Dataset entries
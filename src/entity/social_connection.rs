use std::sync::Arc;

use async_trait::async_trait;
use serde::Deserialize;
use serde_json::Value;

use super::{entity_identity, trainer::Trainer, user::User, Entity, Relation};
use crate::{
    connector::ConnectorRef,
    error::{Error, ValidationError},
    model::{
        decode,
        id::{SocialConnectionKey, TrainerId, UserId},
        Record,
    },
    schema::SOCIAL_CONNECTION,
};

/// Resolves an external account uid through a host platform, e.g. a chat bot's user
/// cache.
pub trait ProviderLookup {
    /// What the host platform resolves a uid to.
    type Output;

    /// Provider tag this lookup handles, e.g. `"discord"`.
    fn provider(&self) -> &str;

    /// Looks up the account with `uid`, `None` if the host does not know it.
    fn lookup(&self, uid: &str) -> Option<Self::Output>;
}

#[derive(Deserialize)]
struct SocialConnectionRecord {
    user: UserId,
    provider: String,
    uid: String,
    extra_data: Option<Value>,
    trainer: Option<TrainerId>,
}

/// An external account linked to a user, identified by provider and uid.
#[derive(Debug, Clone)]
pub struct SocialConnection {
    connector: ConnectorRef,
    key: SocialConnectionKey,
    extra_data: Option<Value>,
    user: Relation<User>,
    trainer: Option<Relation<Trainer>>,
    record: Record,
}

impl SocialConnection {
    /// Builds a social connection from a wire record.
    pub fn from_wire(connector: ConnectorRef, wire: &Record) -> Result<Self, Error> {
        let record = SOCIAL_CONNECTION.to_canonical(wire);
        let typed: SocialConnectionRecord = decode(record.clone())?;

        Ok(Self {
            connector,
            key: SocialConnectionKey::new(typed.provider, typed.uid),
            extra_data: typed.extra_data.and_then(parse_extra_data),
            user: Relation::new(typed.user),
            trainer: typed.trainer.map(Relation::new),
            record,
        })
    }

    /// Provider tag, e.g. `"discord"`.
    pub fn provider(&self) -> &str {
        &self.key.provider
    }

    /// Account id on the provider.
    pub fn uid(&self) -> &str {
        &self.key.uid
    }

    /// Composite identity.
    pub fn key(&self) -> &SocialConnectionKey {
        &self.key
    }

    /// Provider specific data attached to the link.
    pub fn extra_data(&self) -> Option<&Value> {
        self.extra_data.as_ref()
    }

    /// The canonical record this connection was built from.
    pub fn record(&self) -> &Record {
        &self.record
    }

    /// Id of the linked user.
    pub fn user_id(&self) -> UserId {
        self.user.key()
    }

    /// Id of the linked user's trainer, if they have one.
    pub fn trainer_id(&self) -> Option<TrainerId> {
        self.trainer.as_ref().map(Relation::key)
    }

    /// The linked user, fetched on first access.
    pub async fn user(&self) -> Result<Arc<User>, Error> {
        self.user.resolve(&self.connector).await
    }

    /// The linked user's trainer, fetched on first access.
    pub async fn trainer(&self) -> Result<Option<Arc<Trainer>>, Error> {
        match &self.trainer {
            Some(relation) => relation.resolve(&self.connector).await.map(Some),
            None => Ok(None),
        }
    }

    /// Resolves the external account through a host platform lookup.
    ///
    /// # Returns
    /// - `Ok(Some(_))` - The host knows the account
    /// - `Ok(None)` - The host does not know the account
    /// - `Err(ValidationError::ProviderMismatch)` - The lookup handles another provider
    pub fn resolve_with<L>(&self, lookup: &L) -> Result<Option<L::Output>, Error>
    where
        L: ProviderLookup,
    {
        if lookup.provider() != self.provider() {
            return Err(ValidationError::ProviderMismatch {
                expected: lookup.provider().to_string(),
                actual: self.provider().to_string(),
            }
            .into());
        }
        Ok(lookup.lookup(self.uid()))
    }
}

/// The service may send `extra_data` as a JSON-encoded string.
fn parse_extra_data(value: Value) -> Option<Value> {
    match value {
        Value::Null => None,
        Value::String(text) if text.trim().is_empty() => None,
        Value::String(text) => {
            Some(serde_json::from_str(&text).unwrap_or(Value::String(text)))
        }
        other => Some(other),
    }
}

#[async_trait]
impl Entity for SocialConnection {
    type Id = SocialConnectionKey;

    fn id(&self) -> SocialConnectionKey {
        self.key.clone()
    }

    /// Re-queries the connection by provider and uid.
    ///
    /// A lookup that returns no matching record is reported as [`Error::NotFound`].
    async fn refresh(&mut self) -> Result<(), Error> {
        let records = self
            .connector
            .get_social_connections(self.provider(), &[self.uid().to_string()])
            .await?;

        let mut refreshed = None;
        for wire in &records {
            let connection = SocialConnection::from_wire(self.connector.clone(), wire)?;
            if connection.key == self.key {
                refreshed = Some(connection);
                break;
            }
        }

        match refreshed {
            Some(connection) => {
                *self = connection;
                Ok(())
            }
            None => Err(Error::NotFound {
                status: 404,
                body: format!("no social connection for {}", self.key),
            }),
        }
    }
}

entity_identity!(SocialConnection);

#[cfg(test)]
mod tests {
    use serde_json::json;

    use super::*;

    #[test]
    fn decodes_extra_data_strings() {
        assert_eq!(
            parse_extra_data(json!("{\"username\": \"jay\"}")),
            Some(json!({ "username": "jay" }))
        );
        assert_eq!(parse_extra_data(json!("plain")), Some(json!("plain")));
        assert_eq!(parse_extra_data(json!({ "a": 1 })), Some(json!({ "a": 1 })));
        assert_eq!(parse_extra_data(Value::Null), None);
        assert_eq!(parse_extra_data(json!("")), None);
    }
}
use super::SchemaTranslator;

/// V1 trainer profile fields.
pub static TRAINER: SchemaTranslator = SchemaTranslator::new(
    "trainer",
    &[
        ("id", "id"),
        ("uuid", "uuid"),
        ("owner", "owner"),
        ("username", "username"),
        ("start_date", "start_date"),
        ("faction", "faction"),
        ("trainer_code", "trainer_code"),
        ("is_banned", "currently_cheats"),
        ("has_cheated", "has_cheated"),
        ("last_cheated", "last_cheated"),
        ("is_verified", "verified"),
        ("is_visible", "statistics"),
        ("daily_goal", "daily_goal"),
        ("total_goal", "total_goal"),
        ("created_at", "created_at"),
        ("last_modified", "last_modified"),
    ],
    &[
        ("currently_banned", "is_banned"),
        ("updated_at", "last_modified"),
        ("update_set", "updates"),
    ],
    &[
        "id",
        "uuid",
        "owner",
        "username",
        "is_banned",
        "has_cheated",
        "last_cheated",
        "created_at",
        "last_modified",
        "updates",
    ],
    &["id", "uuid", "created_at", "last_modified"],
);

...

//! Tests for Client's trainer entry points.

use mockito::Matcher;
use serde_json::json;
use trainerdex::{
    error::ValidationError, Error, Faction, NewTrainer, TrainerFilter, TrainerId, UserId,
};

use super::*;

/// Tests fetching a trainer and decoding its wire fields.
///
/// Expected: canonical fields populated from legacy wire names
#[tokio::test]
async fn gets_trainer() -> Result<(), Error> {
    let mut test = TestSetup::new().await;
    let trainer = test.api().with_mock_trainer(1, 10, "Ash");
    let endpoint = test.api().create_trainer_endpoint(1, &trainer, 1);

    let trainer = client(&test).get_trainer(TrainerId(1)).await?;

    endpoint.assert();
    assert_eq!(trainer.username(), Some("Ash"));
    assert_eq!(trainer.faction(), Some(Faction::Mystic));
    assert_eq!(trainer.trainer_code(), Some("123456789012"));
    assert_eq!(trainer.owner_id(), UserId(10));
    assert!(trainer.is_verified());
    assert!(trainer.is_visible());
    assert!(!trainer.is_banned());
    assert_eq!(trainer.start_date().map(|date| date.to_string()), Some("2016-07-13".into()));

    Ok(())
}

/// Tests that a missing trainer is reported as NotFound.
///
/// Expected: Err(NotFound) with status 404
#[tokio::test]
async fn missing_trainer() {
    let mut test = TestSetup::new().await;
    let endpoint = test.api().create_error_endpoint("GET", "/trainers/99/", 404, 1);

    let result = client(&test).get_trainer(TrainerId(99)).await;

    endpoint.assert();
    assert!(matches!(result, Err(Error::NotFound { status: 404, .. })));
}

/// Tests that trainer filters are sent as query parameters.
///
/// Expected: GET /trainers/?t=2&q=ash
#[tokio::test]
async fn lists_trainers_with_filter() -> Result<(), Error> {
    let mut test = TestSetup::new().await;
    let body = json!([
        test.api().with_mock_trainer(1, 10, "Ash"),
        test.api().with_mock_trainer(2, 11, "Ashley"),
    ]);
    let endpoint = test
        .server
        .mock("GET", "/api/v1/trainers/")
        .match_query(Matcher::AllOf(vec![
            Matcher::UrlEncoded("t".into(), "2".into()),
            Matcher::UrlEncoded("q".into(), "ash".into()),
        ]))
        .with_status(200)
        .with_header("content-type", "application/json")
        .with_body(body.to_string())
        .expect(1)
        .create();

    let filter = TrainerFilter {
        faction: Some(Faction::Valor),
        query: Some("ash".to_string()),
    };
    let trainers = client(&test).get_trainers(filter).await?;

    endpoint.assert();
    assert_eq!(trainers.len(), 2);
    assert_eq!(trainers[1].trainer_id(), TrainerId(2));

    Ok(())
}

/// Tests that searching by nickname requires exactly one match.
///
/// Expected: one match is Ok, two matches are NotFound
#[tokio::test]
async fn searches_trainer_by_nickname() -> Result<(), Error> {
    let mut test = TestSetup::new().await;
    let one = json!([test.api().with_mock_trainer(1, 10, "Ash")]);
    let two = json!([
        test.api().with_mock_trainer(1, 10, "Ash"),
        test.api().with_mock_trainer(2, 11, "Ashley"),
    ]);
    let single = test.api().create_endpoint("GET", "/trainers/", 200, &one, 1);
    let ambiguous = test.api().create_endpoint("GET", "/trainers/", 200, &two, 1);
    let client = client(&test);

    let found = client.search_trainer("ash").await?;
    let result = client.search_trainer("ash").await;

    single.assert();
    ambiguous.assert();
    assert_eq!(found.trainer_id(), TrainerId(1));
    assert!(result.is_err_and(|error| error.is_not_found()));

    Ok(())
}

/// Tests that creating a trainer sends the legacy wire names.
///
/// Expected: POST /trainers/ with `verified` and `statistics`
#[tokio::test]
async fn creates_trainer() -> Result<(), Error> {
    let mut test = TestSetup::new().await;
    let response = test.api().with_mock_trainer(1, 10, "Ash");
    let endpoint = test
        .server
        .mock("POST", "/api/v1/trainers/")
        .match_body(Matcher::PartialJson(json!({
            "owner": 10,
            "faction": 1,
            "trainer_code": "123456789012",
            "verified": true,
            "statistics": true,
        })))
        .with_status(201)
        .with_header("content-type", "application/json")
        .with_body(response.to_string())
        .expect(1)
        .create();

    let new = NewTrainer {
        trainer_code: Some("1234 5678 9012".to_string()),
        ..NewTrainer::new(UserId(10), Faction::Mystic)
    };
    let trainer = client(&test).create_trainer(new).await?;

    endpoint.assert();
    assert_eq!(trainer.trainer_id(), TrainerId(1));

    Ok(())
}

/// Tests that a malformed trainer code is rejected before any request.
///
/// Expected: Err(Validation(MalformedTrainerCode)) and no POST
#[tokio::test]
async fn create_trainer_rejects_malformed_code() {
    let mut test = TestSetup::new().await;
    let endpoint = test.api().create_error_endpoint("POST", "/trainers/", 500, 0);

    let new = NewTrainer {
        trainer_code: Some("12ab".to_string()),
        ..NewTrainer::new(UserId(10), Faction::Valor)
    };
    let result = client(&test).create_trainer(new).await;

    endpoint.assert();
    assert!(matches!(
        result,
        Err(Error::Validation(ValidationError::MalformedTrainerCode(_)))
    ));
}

■ Exercise directions:
Filter the data down to the lines that contain the string "this", and copy them.

■ Completed task:
    /// Provider tag this lookup handles, e.g. `"discord"`.
    /// The canonical record this connection was built from.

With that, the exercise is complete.